Government attorneys also claim that TCB “consented to its lien being subject to [Ginnie Mae’s] power to extinguish the collateral,” assumed the risk that Ginnie Mae would exercise its authority to do so, and that its recoverable damages are limited “by [TCB’s] failure to mitigate damages.”

Ultimately, Ginnie Mae is again seeking to have the bulk of the claims made by the bank dismissed, but presiding Judge Matthew Kacsmaryk of the U.S. District Court for the Northern District of Texas previously considered — and largely denied — prior motions to dismiss the complaint in its entirety.

TCB attorneys claim that Ginnie Mae’s positions are not supported by previously approved agreements, nor are they supported by law. On top of this, TCB claims that in March 2023, “the FHA’s current Commissioner, who also holds the title of Assistant Secretary of Housing and Federal Housing Commissioner at HUD, stated that FHA disagrees with Ginnie Mae’s position.”

Ginnie Mae originally sought to have the case dismissed in January, saying then that TCB lacks standing and discounts the authority the government has to extinguish a lender from its reverse mortgage-backed securities program. The judge largely disagreed.
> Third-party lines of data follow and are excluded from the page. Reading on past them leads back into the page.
use {
    crate::{
        KeyRange,
        node::{Node, NodeAddress, NodeState},
    },
    async_trait::async_trait,
    parking_lot::{Mutex, RwLock},
    std::sync::Arc,
    tokio::{runtime::Handle, task::JoinHandle},
    tokio_util::sync::CancellationToken,
    tracing::{debug, warn},
};

/// Whether the state of a peer has been reported by anyone.
#[derive(Debug, Clone, Copy, PartialEq, Eq)]
pub enum PeerStatus {
    /// Placeholder, created from what the peer said about itself when it
    /// first contacted the local node.
    Provisional,

    /// State came from a cluster status report.
    Confirmed,
}

/// Background synchronization with a single peer.
///
/// Implementations run until `stop` is cancelled.
#[async_trait]
pub trait PeerSyncer: Send + Sync + 'static {
    async fn sync(&self, peer: Arc<Peer>, stop: CancellationToken);
}

struct PeerRecord {
    state: NodeState,
    status: PeerStatus,
}

struct Worker {
    stop: CancellationToken,
    handle: JoinHandle<()>,
}

/// Peer of the local server node.
pub struct Peer {
    address: NodeAddress,
    record: RwLock<PeerRecord>,
    worker: Mutex<Option<Worker>>,
}

impl Node for Peer {
    fn address(&self) -> &NodeAddress {
        &self.address
    }
}

impl Peer {
    pub(crate) fn new(state: NodeState, status: PeerStatus) -> Self {
        Self {
            address: state.address.clone(),
            record: RwLock::new(PeerRecord { state, status }),
            worker: Mutex::new(None),
        }
    }

    /// Last known state of the peer.
    pub fn state(&self) -> NodeState {
        self.record.read().state.clone()
    }

    pub fn status(&self) -> PeerStatus {
        self.record.read().status
    }

    pub fn active_range(&self) -> KeyRange {
        self.record.read().state.range_active
    }

    pub fn total_range(&self) -> KeyRange {
        self.record.read().state.total_range()
    }

    /// Whether a sync worker is running.
    pub fn is_syncing(&self) -> bool {
        self.worker
            .lock()
            .as_ref()
            .is_some_and(|w| !w.handle.is_finished())
    }

    /// Applies a reported state.
    ///
    /// Reports older than (or as old as) the known state are ignored, except
    /// for provisional peers, for which any report is better than the
    /// placeholder. Returns `true` if the state changed.
    pub(crate) fn update(&self, state: &NodeState) -> bool {
        let mut record = self.record.write();
        if record.status == PeerStatus::Confirmed && state.last_updated <= record.state.last_updated {
            return false;
        }
        let changed = record.status == PeerStatus::Provisional || record.state != *state;
        record.state = state.clone();
        record.status = PeerStatus::Confirmed;
        changed
    }

    /// Starts the sync worker, unless already running.
    ///
    /// Requires a tokio runtime; returns `false` if none is available or the
    /// worker was already running.
    pub(crate) fn start_syncing<S: PeerSyncer>(self: &Arc<Self>, syncer: Arc<S>) -> bool {
        let mut worker = self.worker.lock();
        if worker.as_ref().is_some_and(|w| !w.handle.is_finished()) {
            return false;
        }
        let runtime = match Handle::try_current() {
            Ok(runtime) => runtime,
            Err(e) => {
                warn!(address = %self.address, error = %e, "cannot start peer sync without a runtime");
                return false;
            }
        };
        let stop = CancellationToken::new();
        let peer = Arc::clone(self);
        let token = stop.clone();
        let handle = runtime.spawn(async move { syncer.sync(peer, token).await });
        debug!(address = %self.address, "peer sync started");
        *worker = Some(Worker { stop, handle });
        true
    }

    /// Signals the sync worker to stop.
    pub(crate) fn stop(&self) {
        if let Some(worker) = self.worker.lock().take() {
            worker.stop.cancel();
            debug!(address = %self.address, "peer sync stopped");
        }
    }
}

impl std::fmt::Debug for Peer {
    fn fmt(&self, f: &mut std::fmt::Formatter<'_>) -> std::fmt::Result {
        let record = self.record.read();
        f.debug_struct("Peer")
            .field("address", &self.address)
            .field("status", &record.status)
            .field("range_active", &record.state.range_active)
            .field("range_passive", &record.state.range_passive)
            .finish()
    }
}
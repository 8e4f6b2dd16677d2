pub mod policy;
pub mod result;

pub use {
    policy::{DeleteOutcome, DeletePolicy, Found, Outcome, Policy, ReadPolicy},
    result::{DeleteResult, OperationResult, ReadResult},
};

use {
    crate::{
        call::{CallContext, CallFailure, CallResult, NodeFailure},
        config::StoreClientConfig,
        node::{Node, ServerNode},
    },
    std::{future::Future, sync::Arc, time::Duration},
    tokio::time::{Instant, sleep, timeout},
    tokio_util::sync::CancellationToken,
    tracing::debug,
};

/// Rounds taking at least this long are followed by the next one without
/// delay.
const QUICK_ROUND: Duration = Duration::from_secs(1);

/// Round of an operation.
#[derive(Debug, Clone, Copy, PartialEq, Eq)]
pub enum Phase {
    /// Every enabled node, in routing order.
    Primary,

    /// Nodes that failed the primary round with a retriable failure.
    Retry,

    /// Nodes skipped by the primary round because they were disabled.
    Disabled,

    /// Remaining retriable nodes, for a bounded number of rounds.
    ExtraRetry,
}

/// Time and retry budget of a single operation.
#[derive(Debug, Clone)]
pub struct OperationLimits {
    pub operation_timeout: Duration,
    pub call_timeout: Duration,
    pub minimum_timeout: Duration,
    pub allow_retries: bool,
    pub retry_delay: Duration,
    pub max_retry_rounds: u32,
    pub max_excerpt_length: usize,
}

impl OperationLimits {
    /// Limits of GET, HEAD and INFO.
    pub fn for_reads(config: &StoreClientConfig) -> Self {
        Self::read_like(config, config.call.get_call_timeout)
    }

    /// Limits of LIST.
    pub fn for_listing(config: &StoreClientConfig) -> Self {
        Self::read_like(config, config.call.list_call_timeout)
    }

    /// Limits of DELETE.
    pub fn for_deletes(config: &StoreClientConfig) -> Self {
        Self {
            operation_timeout: config.operation.delete_operation_timeout,
            call_timeout: config.call.delete_call_timeout,
            minimum_timeout: config.call.minimum_timeout,
            allow_retries: config.operation.allow_retries,
            retry_delay: config.operation.retry_delay,
            max_retry_rounds: config.operation.max_delete_retry_rounds,
            max_excerpt_length: config.call.max_excerpt_length,
        }
    }

    fn read_like(config: &StoreClientConfig, call_timeout: Duration) -> Self {
        Self {
            operation_timeout: config.operation.get_operation_timeout,
            call_timeout,
            minimum_timeout: config.call.minimum_timeout,
            allow_retries: config.operation.allow_retries,
            retry_delay: config.operation.retry_delay,
            max_retry_rounds: config.operation.max_get_retry_rounds,
            max_excerpt_length: config.call.max_excerpt_length,
        }
    }
}

/// Drives a single-node call primitive over an ordered list of nodes.
///
/// Operations run in rounds: all enabled nodes first, then the nodes that
/// failed with a retriable failure, then the disabled nodes, then a bounded
/// number of extra rounds over whatever is still retriable. The whole
/// operation is bounded by a single deadline, checked before every attempt,
/// and by the stop signal of the owning client.
#[derive(Debug, Clone, Default)]
pub struct OperationCoordinator {
    stop: CancellationToken,
}

impl OperationCoordinator {
    pub fn new(stop: CancellationToken) -> Self {
        Self { stop }
    }

    pub fn stop_token(&self) -> &CancellationToken {
        &self.stop
    }

    /// Runs an operation.
    ///
    /// `call` performs a single call to a single node; the coordinator
    /// bounds it by the time left, so the primitive does not need to enforce
    /// [`CallContext::timeout`] itself.
    pub async fn run<T, P, F, Fut>(
        &self,
        nodes: &[Arc<ServerNode>],
        limits: &OperationLimits,
        policy: P,
        call: F,
    ) -> OperationResult<P::Outcome>
    where
        P: Policy<T>,
        F: Fn(Arc<ServerNode>, CallContext) -> Fut,
        Fut: Future<Output = CallResult<T>>,
    {
        let mut state = RunState::new(policy, nodes.len());
        if nodes.is_empty() || nodes.len() < state.policy.min_candidates() {
            debug!(candidates = nodes.len(), "not enough nodes to run operation");
            return state.into_result();
        }

        let start = Instant::now();
        let end = start + limits.operation_timeout;
        let run = Run {
            coordinator: self,
            limits,
            call: &call,
            end,
            last_valid: end
                .checked_sub(limits.minimum_timeout)
                .unwrap_or(start),
        };
        run.drive(&mut state, nodes, start).await;
        state.into_result()
    }
}

struct RunState<T, P: Policy<T>> {
    policy: P,
    candidates: usize,
    retries: Vec<NodeFailure>,
    failed: Vec<NodeFailure>,
    missing: Vec<Arc<ServerNode>>,
    _value: std::marker::PhantomData<fn(T)>,
}

impl<T, P: Policy<T>> RunState<T, P> {
    fn new(policy: P, candidates: usize) -> Self {
        Self {
            policy,
            candidates,
            retries: Vec::new(),
            failed: Vec::new(),
            missing: Vec::new(),
            _value: std::marker::PhantomData,
        }
    }

    fn into_result(self) -> OperationResult<P::Outcome> {
        let mut failures = self.failed;
        failures.extend(self.retries);
        OperationResult::new(self.policy.into_outcome(), self.candidates, failures, self.missing)
    }
}

/// Outcome of processing a single call result.
enum Step {
    Continue,
    Done,
}

struct Run<'a, F> {
    coordinator: &'a OperationCoordinator,
    limits: &'a OperationLimits,
    call: &'a F,
    end: Instant,
    last_valid: Instant,
}

impl<F> Run<'_, F> {
    async fn drive<T, P, Fut>(&self, state: &mut RunState<T, P>, nodes: &[Arc<ServerNode>], start: Instant)
    where
        P: Policy<T>,
        F: Fn(Arc<ServerNode>, CallContext) -> Fut,
        Fut: Future<Output = CallResult<T>>,
    {
        let retries_allowed = self.limits.allow_retries;

        // Primary round; with retries disabled, this is the only one.
        let mut skipped = Vec::new();
        for (i, node) in nodes.iter().enumerate() {
            if retries_allowed && node.is_disabled() {
                if state.policy.stop_at_disabled() {
                    skipped.extend(nodes[i..].iter().cloned());
                    break;
                }
                skipped.push(Arc::clone(node));
                continue;
            }
            if !self.may_attempt(state, Phase::Primary) {
                return;
            }
            let result = self.attempt(node).await;
            if let Step::Done = self.on_first_result(state, Phase::Primary, node, result) {
                return;
            }
        }

        if !retries_allowed {
            return;
        }
        if !self.may_attempt(state, Phase::Retry) {
            return;
        }

        let mut round_start = start;
        if !state.retries.is_empty() {
            debug!(nodes = state.retries.len(), "retrying failed nodes");
            if !self.delay(round_start).await {
                return;
            }
            round_start = Instant::now();
            if let Step::Done = self.retry_round(state, Phase::Retry).await {
                return;
            }
        }

        if !skipped.is_empty() {
            debug!(nodes = skipped.len(), "trying disabled nodes");
        }
        for node in &skipped {
            if !self.may_attempt(state, Phase::Disabled) {
                return;
            }
            let result = self.attempt(node).await;
            if let Step::Done = self.on_first_result(state, Phase::Disabled, node, result) {
                return;
            }
        }

        for round in 1..=self.limits.max_retry_rounds {
            if state.retries.is_empty() {
                break;
            }
            if !self.may_attempt(state, Phase::ExtraRetry) {
                return;
            }
            debug!(round, nodes = state.retries.len(), "extra retry round");
            if !self.delay(round_start).await {
                return;
            }
            round_start = Instant::now();
            if let Step::Done = self.retry_round(state, Phase::ExtraRetry).await {
                return;
            }
        }
    }

    /// Re-attempts every node in the retry queue once.
    async fn retry_round<T, P, Fut>(&self, state: &mut RunState<T, P>, phase: Phase) -> Step
    where
        P: Policy<T>,
        F: Fn(Arc<ServerNode>, CallContext) -> Fut,
        Fut: Future<Output = CallResult<T>>,
    {
        let mut i = 0;
        while i < state.retries.len() {
            if !self.may_attempt(state, phase) {
                return Step::Done;
            }
            let node = Arc::clone(state.retries[i].node());
            match self.attempt(&node).await {
                CallResult::Success(value) => {
                    state.retries.remove(i);
                    state.policy.record_success(&node, value);
                }
                CallResult::NotFound => {
                    state.retries.remove(i);
                    state.policy.record_missing(&node);
                    state.missing.push(node);
                }
                CallResult::Failure(failure) => {
                    let retriable = failure.is_retriable();
                    state.retries[i].add_failure(failure);
                    if retriable {
                        i += 1;
                    } else {
                        let failed = state.retries.remove(i);
                        state.failed.push(failed);
                    }
                }
            }
            if self.coordinator.stop.is_cancelled() || state.policy.is_complete(phase) {
                return Step::Done;
            }
        }
        Step::Continue
    }

    /// Handles the result of the first call to a node.
    fn on_first_result<T, P: Policy<T>>(
        &self,
        state: &mut RunState<T, P>,
        phase: Phase,
        node: &Arc<ServerNode>,
        result: CallResult<T>,
    ) -> Step {
        match result {
            CallResult::Success(value) => state.policy.record_success(node, value),
            CallResult::NotFound => {
                state.policy.record_missing(node);
                state.missing.push(Arc::clone(node));
            }
            CallResult::Failure(failure) => {
                let queue = self.limits.allow_retries && failure.is_retriable();
                let failure = NodeFailure::new(Arc::clone(node), failure);
                if queue {
                    state.retries.push(failure);
                } else {
                    state.failed.push(failure);
                }
            }
        }
        if self.coordinator.stop.is_cancelled() || state.policy.is_complete(phase) {
            Step::Done
        } else {
            Step::Continue
        }
    }

    /// Whether another call may be started.
    fn may_attempt<T, P: Policy<T>>(&self, state: &RunState<T, P>, phase: Phase) -> bool {
        if state.policy.is_complete(phase) || self.coordinator.stop.is_cancelled() {
            return false;
        }
        if Instant::now() >= self.last_valid {
            debug!(?phase, "operation deadline reached");
            return false;
        }
        true
    }

    /// Calls a single node, bounded by the time left and the stop signal.
    async fn attempt<T, Fut>(&self, node: &Arc<ServerNode>) -> CallResult<T>
    where
        F: Fn(Arc<ServerNode>, CallContext) -> Fut,
        Fut: Future<Output = CallResult<T>>,
    {
        let address = node.address().clone();
        let started = Instant::now();
        let allotted = self
            .end
            .saturating_duration_since(started)
            .min(self.limits.call_timeout);
        if allotted < self.limits.minimum_timeout {
            return CallResult::Failure(CallFailure::timeout(address, started, started));
        }

        let ctx = CallContext::new(address.clone(), started, allotted, self.limits.max_excerpt_length);
        tokio::select! {
            biased;
            _ = self.coordinator.stop.cancelled() => {
                CallResult::Failure(CallFailure::interrupted(address, started, Instant::now()))
            }
            result = timeout(allotted, (self.call)(Arc::clone(node), ctx)) => {
                result.unwrap_or_else(|_| {
                    CallResult::Failure(CallFailure::timeout(address, started, Instant::now()))
                })
            }
        }
    }

    /// Waits between rounds, unless the previous round was slow or too
    /// little time is left. Returns `false` if interrupted.
    async fn delay(&self, round_start: Instant) -> bool {
        let now = Instant::now();
        if now.saturating_duration_since(round_start) >= QUICK_ROUND {
            return true;
        }
        let delay = self.limits.retry_delay;
        if self.end.saturating_duration_since(now) < delay * 4 {
            return true;
        }
        tokio::select! {
            biased;
            _ = self.coordinator.stop.cancelled() => false,
            _ = sleep(delay) => true,
        }
    }
}
//! Integration tests for KvCacheBuffer.

use candle_core::{DType, Device};
use nano_kvsched::config::CacheDataType;
use nano_kvsched::core::cache_config::CacheConfig;
use nano_kvsched::core::kv_cache::KvCacheBuffer;

#[test]
fn test_buffer_follows_dtype() {
    let config = CacheConfig::new(2, 6, 1, 8, 4, CacheDataType::Bf16);
    let buffer = KvCacheBuffer::new(&config, &Device::Cpu).unwrap();

    assert_eq!(buffer.key_blocks().dtype(), DType::BF16);
    assert_eq!(buffer.total_size_bytes(), config.total_size_bytes());
    assert!(buffer.device().is_cpu());
}

#[test]
fn test_block_views() {
    let config = CacheConfig::new(2, 6, 1, 8, 4, CacheDataType::Fp32);
    let buffer = KvCacheBuffer::new(&config, &Device::Cpu).unwrap();

    assert_eq!(buffer.block_keys(1, 5).unwrap().dims(), &[1, 4, 8]);
    assert_eq!(buffer.block_values(0, 0).unwrap().dims(), &[1, 4, 8]);
    assert!(buffer.block_keys(0, 6).is_err());
    assert!(buffer.block_values(2, 0).is_err());
}

#[test]
fn test_copy_block_copies_values_too() {
    let config = CacheConfig::new(1, 4, 1, 2, 2, CacheDataType::Fp32);
    let mut buffer = KvCacheBuffer::new(&config, &Device::Cpu).unwrap();

    // Untouched zeros copy as zeros
    buffer.copy_block(1, 3).unwrap();
    let sum: f32 = buffer
        .gather_values(0, &[1, 3])
        .unwrap()
        .sum_all()
        .unwrap()
        .to_scalar()
        .unwrap();
    assert_eq!(sum, 0.0);

    assert!(buffer.copy_block(1, 4).is_err());
}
Pretrial deadlines were set in January by a magistrate judge, but with deadlines extending into 2025, government officials currently in leadership positions at Ginnie Mae and HUD may not be in office should the suit progress to trial sometime next year.

Recent resignations, including those of HUD Secretary Marcia Fudge last month and Ginnie Mae President Alanna McCargo on Friday, are changing the scope of HUD and Ginnie Mae leadership before the expiration of President Joe Biden’s term in office in January.